┌────────

use crate::engine::{Engine, StoppedGuard};
use crate::CoreError;
use strata_schema::{Partition, SnapshotId, DATASETS};
use strata_store::{SnapshotScope, StoreError};

impl Engine {
    /// Snapshot one partition (or `all`, recursively) of a container.
    ///
    /// With `stop`, a running container is stopped for the duration of the
    /// snapshot and started again whether or not the snapshot succeeded.
    pub fn create_snapshot(
        &self,
        container: &str,
        partition: &str,
        label: &str,
        stop: bool,
    ) -> Result<SnapshotId, CoreError> {
        let id = self.snapshot_arg(container, partition, label)?;
        if self.store.exists(&id) {
            return Err(CoreError::AlreadyExists(format!("snapshot {id}")));
        }

        let _guard = if stop {
            StoppedGuard::stop(&*self.runtime, &id.owner)?
        } else {
            StoppedGuard::noop(&*self.runtime, &id.owner)
        };
        self.store.create(&id)?;
        Ok(id)
    }

    /// Remove a snapshot; one that does not exist is not an error.
    pub fn remove_snapshot(
        &self,
        container: &str,
        partition: &str,
        label: &str,
    ) -> Result<SnapshotId, CoreError> {
        let id = self.snapshot_arg(container, partition, label)?;
        self.store.remove(&id)?;
        Ok(id)
    }

    /// Snapshots of every container, of one container, or of one of its
    /// partitions. A partition needs a container.
    pub fn list_snapshots(
        &self,
        container: Option<&str>,
        partition: Option<&str>,
    ) -> Result<Vec<String>, CoreError> {
        let container = container.map(str::trim).filter(|c| !c.is_empty());
        let partition = partition.map(str::trim).filter(|p| !p.is_empty());

        let scope = match (container, partition) {
            (None, None) => SnapshotScope::All,
            (None, Some(_)) => {
                return Err(CoreError::InvalidArgument(
                    "listing a partition needs a container name".to_owned(),
                ))
            }
            (Some(c), p) => {
                self.require_container(c)?;
                match p {
                    Some(p) => SnapshotScope::Partition(c.to_owned(), Partition::parse(p)?),
                    None => SnapshotScope::Owner(c.to_owned()),
                }
            }
        };
        Ok(self.store.list(&scope)?)
    }

    /// Roll a partition (or all four) back to `label`.
    ///
    /// Every targeted snapshot is checked before the container is stopped or
    /// any dataset is touched.
    pub fn rollback_snapshot(
        &self,
        container: &str,
        partition: &str,
        label: &str,
        force: bool,
        stop: bool,
    ) -> Result<SnapshotId, CoreError> {
        let id = self.snapshot_arg(container, partition, label)?;
        let targets: Vec<SnapshotId> = if id.is_recursive() {
            DATASETS.iter().map(|p| id.with_partition(*p)).collect()
        } else {
            vec![id.clone()]
        };
        if let Some(missing) = targets.iter().find(|t| !self.store.exists(t)) {
            return Err(StoreError::SnapshotNotFound(missing.to_string()).into());
        }

        let _guard = if stop {
            StoppedGuard::stop(&*self.runtime, &id.owner)?
        } else {
            StoppedGuard::noop(&*self.runtime, &id.owner)
        };
        self.store.rollback(&id, force)?;
        Ok(id)
    }

    fn snapshot_arg(
        &self,
        container: &str,
        partition: &str,
        label: &str,
    ) -> Result<SnapshotId, CoreError> {
        let container = Self::container_arg(container)?;
        let partition = Partition::parse(partition)?;
        let id = SnapshotId::new(container, partition, label)?;
        self.require_container(container)?;
        Ok(id)
    }
}
use crate::validate::validate_label;
use crate::SchemaError;
use serde::{Deserialize, Serialize};
use std::fmt;

/// A partition token accepted by snapshot operations.
///
/// `Config` addresses the container's parent dataset (the one holding the
/// config file) and `All` expands to every dataset partition at operation time.
#[derive(Debug, Clone, Copy, PartialEq, Eq, Hash, Serialize, Deserialize)]
#[serde(rename_all = "lowercase")]
pub enum Partition {
    Rootfs,
    Home,
    Var,
    Opt,
    Config,
    All,
}

/// The fixed dataset partitions, in install order.
pub const DATASETS: [Partition; 4] = [
    Partition::Rootfs,
    Partition::Home,
    Partition::Var,
    Partition::Opt,
];

impl Partition {
    /// Parse after trimming and lowercasing.
    pub fn parse(input: &str) -> Result<Self, SchemaError> {
        match input.trim().to_ascii_lowercase().as_str() {
            "rootfs" => Ok(Self::Rootfs),
            "home" => Ok(Self::Home),
            "var" => Ok(Self::Var),
            "opt" => Ok(Self::Opt),
            "config" => Ok(Self::Config),
            "all" => Ok(Self::All),
            _ => Err(SchemaError::InvalidPartition(input.to_owned())),
        }
    }

    pub fn as_str(self) -> &'static str {
        match self {
            Self::Rootfs => "rootfs",
            Self::Home => "home",
            Self::Var => "var",
            Self::Opt => "opt",
            Self::Config => "config",
            Self::All => "all",
        }
    }

    /// True for the four real dataset partitions.
    pub fn is_dataset(self) -> bool {
        !matches!(self, Self::Config | Self::All)
    }

    /// File name of this partition's delta inside an archive.
    pub fn delta_file(self) -> String {
        format!("{}.delta", self.as_str())
    }
}

impl fmt::Display for Partition {
    fn fmt(&self, f: &mut fmt::Formatter<'_>) -> fmt::Result {
        f.write_str(self.as_str())
    }
}

/// A snapshot identity `(owner, partition, label)`.
#[derive(Debug, Clone, PartialEq, Eq, Hash)]
pub struct SnapshotId {
    pub owner: String,
    pub partition: Partition,
    pub label: String,
}

impl SnapshotId {
    /// Build an identity from operator input; the label is trimmed and lowercased.
    pub fn new(owner: &str, partition: Partition, label: &str) -> Result<Self, SchemaError> {
        let label = label.trim().to_ascii_lowercase();
        validate_label(&label)?;
        Ok(Self {
            owner: owner.trim().to_owned(),
            partition,
            label,
        })
    }

    /// The same label on another partition of the same owner.
    #[must_use]
    pub fn with_partition(&self, partition: Partition) -> Self {
        Self {
            owner: self.owner.clone(),
            partition,
            label: self.label.clone(),
        }
    }

    /// Dataset the snapshot lives on: `owner` for config/all, else `owner/partition`.
    pub fn dataset(&self) -> String {
        dataset_path(&self.owner, self.partition)
    }

    /// Snapshots of `all` cover every child dataset.
    pub fn is_recursive(&self) -> bool {
        self.partition == Partition::All
    }
}

impl fmt::Display for SnapshotId {
    fn fmt(&self, f: &mut fmt::Formatter<'_>) -> fmt::Result {
        write!(f, "{}@{}", self.dataset(), self.label)
    }
}

/// Dataset path of a partition of `owner`.
pub fn dataset_path(owner: &str, partition: Partition) -> String {
    if partition.is_dataset() {
        format!("{owner}/{partition}")
    } else {
        owner.to_owned()
    }
}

└────────

§ Task to carry out: In the entries above, find each line with the word "None" and return it.

§ The completed task:
            (None, None) => SnapshotScope::All,
            (None, Some(_)) => {
                    None => SnapshotScope::Owner(c.to_owned()),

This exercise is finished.